Copy every line in the listing that contains "required".

→ DATA FOR PROCESSING:
-=-=-=-=-
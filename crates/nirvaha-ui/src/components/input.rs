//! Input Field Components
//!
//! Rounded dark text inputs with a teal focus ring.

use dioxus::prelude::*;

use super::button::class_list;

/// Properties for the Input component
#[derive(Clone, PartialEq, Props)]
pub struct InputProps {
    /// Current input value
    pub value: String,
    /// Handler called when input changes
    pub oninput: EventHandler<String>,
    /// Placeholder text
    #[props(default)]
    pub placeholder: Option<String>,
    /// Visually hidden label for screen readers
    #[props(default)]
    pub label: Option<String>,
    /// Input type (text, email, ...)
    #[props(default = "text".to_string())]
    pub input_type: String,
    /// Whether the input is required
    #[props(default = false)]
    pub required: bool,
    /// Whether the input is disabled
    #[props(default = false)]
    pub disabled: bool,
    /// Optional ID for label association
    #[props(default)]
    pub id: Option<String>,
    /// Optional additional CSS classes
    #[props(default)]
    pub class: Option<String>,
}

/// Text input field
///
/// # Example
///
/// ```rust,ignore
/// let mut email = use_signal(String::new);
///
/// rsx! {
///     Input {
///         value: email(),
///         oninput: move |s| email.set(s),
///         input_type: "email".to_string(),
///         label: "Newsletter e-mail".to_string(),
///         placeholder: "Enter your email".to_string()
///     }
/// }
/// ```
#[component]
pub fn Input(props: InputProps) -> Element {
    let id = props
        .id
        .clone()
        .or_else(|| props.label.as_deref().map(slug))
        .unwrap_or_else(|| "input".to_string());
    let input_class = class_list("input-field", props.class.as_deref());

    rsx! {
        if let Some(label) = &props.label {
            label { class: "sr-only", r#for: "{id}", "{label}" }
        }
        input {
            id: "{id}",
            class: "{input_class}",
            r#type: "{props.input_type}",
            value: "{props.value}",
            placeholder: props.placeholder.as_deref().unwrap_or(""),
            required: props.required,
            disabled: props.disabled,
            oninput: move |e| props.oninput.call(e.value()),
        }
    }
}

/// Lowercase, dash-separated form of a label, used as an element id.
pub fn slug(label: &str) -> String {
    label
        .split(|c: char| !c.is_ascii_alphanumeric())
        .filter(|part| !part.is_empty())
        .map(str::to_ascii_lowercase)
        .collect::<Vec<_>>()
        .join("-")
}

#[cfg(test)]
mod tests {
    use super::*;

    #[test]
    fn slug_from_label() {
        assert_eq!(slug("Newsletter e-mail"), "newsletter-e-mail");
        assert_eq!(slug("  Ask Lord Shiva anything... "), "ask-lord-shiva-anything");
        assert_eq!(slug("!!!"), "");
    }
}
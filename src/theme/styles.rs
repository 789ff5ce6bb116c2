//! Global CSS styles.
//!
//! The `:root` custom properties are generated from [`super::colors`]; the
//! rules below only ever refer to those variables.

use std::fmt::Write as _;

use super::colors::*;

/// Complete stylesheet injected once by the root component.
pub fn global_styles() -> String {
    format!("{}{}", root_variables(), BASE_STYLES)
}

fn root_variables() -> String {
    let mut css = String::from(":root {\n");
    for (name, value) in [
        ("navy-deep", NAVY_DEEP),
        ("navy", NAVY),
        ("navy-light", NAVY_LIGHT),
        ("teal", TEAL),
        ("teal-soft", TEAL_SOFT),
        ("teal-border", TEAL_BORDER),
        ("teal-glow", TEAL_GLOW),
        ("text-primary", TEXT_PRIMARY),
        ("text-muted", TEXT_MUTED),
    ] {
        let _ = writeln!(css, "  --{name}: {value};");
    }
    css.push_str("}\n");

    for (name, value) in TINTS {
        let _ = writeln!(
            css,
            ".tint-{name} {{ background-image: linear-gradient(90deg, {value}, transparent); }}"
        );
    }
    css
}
-=-=-=-=-
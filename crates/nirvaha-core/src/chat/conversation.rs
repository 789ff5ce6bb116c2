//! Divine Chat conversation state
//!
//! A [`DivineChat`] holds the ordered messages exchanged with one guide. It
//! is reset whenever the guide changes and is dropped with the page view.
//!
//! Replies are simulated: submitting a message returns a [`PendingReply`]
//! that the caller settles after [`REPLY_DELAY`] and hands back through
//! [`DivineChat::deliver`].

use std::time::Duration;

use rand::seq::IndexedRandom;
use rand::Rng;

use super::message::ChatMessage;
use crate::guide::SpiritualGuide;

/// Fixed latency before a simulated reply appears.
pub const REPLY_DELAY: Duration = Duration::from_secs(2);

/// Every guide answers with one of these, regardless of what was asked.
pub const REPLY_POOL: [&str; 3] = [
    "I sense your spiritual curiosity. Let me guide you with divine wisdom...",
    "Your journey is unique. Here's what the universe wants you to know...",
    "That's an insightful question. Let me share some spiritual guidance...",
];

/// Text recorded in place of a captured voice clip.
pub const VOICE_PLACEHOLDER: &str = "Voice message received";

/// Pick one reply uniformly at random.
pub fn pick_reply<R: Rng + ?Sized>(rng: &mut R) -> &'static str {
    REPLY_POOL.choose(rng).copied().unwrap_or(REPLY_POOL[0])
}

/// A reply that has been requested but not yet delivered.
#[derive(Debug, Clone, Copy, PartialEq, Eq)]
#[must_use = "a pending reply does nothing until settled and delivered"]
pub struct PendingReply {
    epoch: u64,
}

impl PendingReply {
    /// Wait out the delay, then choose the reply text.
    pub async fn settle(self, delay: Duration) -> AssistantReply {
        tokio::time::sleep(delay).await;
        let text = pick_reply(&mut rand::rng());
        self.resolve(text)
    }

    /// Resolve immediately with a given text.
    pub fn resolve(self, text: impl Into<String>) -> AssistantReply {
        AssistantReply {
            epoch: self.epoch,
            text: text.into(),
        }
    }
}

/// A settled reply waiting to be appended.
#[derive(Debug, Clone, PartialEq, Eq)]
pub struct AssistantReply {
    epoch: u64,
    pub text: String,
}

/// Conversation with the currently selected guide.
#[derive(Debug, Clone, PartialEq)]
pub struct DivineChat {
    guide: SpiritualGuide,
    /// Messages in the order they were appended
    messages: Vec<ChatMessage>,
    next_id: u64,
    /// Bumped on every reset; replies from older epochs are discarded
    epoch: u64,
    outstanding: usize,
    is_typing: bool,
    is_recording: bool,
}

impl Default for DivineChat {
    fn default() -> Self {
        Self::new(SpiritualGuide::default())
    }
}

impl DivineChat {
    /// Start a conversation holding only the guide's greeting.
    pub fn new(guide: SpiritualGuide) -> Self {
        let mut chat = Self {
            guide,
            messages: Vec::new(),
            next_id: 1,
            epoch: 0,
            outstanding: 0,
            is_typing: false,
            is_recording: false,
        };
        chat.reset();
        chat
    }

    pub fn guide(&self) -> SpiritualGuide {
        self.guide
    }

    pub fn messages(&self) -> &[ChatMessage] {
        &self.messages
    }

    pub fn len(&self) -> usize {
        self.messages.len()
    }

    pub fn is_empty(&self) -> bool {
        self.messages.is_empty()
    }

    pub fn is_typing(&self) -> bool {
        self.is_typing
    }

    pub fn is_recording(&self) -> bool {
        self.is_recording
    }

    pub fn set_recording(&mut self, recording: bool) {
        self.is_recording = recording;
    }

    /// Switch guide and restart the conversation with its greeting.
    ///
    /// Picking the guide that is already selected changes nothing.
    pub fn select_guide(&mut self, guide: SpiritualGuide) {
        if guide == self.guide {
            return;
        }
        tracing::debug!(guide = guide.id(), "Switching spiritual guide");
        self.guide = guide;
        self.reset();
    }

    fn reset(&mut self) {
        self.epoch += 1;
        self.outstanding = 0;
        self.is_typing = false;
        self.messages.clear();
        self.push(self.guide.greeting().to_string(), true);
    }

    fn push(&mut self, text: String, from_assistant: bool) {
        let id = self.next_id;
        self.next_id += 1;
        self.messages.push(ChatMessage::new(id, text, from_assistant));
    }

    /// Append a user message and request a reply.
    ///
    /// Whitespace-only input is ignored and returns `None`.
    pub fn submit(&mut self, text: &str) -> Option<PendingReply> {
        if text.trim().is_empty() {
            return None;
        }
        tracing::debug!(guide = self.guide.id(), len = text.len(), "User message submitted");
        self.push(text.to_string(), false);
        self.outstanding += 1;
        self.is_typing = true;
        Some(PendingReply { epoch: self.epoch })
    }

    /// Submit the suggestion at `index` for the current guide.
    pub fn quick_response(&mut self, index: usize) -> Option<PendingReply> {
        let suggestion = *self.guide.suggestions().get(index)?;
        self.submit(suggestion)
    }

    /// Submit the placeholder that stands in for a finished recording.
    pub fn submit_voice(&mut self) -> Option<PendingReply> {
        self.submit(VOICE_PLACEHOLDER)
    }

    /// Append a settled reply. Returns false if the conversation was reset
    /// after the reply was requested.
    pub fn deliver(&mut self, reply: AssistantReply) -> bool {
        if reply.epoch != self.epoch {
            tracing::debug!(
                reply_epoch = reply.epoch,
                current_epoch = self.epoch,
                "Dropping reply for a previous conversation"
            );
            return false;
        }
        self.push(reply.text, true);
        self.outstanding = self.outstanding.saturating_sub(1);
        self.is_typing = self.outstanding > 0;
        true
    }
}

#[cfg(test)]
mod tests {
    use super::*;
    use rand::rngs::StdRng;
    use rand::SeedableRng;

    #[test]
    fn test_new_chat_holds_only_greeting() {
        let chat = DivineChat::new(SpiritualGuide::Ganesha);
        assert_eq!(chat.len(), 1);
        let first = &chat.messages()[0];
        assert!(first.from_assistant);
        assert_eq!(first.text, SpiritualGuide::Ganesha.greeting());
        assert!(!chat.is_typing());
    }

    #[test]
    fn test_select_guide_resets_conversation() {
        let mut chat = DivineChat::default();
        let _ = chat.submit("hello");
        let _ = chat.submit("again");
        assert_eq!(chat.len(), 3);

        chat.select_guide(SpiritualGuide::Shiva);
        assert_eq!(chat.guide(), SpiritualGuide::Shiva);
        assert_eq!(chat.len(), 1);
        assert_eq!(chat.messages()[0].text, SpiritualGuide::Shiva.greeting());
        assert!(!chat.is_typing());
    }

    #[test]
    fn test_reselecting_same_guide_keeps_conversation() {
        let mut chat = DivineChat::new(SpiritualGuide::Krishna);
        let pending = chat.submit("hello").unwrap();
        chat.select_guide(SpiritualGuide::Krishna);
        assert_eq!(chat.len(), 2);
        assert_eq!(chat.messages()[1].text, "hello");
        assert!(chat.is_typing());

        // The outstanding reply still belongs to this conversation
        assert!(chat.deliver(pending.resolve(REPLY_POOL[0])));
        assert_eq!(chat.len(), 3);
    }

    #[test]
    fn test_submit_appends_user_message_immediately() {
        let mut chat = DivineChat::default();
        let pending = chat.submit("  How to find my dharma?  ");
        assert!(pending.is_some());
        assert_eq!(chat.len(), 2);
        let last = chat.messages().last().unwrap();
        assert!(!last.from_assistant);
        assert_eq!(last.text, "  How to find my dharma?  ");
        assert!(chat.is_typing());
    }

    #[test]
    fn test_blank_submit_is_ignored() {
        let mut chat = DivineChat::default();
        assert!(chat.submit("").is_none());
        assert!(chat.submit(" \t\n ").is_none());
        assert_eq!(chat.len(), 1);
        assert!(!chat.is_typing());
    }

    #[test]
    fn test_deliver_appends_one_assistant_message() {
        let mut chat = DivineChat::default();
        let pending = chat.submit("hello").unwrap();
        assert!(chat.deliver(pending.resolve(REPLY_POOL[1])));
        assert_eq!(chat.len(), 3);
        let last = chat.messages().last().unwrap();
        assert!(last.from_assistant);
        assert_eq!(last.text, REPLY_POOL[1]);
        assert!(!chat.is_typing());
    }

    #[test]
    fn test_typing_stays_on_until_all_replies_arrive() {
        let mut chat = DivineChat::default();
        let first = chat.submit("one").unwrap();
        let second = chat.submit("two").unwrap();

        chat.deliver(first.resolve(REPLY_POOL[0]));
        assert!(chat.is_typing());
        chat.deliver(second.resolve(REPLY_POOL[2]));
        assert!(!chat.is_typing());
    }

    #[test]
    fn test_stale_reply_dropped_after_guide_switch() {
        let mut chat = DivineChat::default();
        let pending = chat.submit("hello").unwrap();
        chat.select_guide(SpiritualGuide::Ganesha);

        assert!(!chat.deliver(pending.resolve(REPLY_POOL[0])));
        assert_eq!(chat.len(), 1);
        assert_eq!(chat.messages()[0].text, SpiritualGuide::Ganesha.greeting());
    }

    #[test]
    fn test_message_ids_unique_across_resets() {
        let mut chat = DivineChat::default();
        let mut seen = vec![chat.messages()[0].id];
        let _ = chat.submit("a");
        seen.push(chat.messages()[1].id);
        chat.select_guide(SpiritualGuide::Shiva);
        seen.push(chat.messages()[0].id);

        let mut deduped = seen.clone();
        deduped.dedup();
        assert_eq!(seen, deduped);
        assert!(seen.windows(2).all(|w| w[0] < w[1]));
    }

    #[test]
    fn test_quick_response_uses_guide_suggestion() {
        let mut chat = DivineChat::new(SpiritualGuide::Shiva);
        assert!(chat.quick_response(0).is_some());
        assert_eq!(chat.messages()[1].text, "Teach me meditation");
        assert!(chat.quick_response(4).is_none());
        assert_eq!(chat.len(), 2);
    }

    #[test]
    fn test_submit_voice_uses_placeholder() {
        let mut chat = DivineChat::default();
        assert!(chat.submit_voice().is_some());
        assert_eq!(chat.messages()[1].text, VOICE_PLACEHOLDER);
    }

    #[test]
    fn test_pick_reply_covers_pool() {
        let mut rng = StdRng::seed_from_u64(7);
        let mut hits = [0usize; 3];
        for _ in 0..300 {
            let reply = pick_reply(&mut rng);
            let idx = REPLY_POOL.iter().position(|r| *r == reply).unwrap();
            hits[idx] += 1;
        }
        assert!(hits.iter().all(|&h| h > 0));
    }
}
-=-=-=-=-
→ EXPECTED OUTPUT:
    /// Whether the input is required
    pub required: bool,
            required: props.required,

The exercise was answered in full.